Students at the Technion-Israel Institute of Technology hope to ‘break away,’ go ‘around-the-world,’ and ‘loop the loop’ today as the annual TechnoBrain contest gets underway.

This year’s competition will have onlookers looking up and down as students try to break records with their homemade giant yo-yos.

TechnoBrain is a contest that presents students with an original engineering mission, inspired by real-life engineering problems.

The official name of the contest is Dr. Bob’s TechnoBrain Competition. It is sponsored annually by Dr. Robert Shillman, who did his graduate work at the Technion, in memory of Neev-ya Durban, the promising engineering student and IDF officer who created it. Durban was murdered in Tel Aviv in March 2003.

http://www.youtube.com/watch?v=k-0VrwylBs8

Last year’s contest had students design and launch objects from a 39-ft. high, swinging pendulum.

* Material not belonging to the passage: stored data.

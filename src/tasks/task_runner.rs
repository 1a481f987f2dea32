use std::future::Future;
use tokio::task::JoinHandle;

/// Collects background jobs and spawns them together once wiring is done.
#[derive(Default)]
pub struct TaskRunner {
    tasks: Vec<(&'static str, Box<dyn FnOnce() -> JoinHandle<()> + Send>)>,
}

impl TaskRunner {
    pub fn new() -> Self {
        Self::default()
    }

    pub fn add_task<F, Fut>(&mut self, name: &'static str, task: F)
    where
        F: FnOnce() -> Fut + Send + 'static,
        Fut: Future<Output = ()> + Send + 'static,
    {
        self.tasks.push((name, Box::new(move || tokio::spawn(task()))));
    }

    pub fn len(&self) -> usize {
        self.tasks.len()
    }

    pub fn is_empty(&self) -> bool {
        self.tasks.is_empty()
    }

    pub fn start_all(self) -> Vec<JoinHandle<()>> {
        self.tasks
            .into_iter()
            .map(|(name, spawn)| {
                tracing::debug!(task = name, "starting background task");
                spawn()
            })
            .collect()
    }
}
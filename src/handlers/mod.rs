pub mod conversation;
pub mod discord;
pub mod responder;
pub mod web;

So, what’s on the bill today? A giant yo-yo on a 65-foot rope, a nearly 100-foot tall crane, and the creative minds of Technion-Israel Institute of Technology students.

The yo-yos are being touted as “the world’s longest” and will feature bodies (discs and axles) designed and constructed by the competitors from a myriad of materials and a dynamic rope supplied by Technobrain organizers. The yo-yos will be released from a special drop-floor compartment at the top of the crane; competitors are not allowed to utilize any external energy sources.

Winners will be determined by the maximum height the yo-yo reaches on its first ascent after release from the crane, and the number of times it loops up and down to a minimum of more than 16.5 feet.

First, second and third place winners will receive small monetary prizes.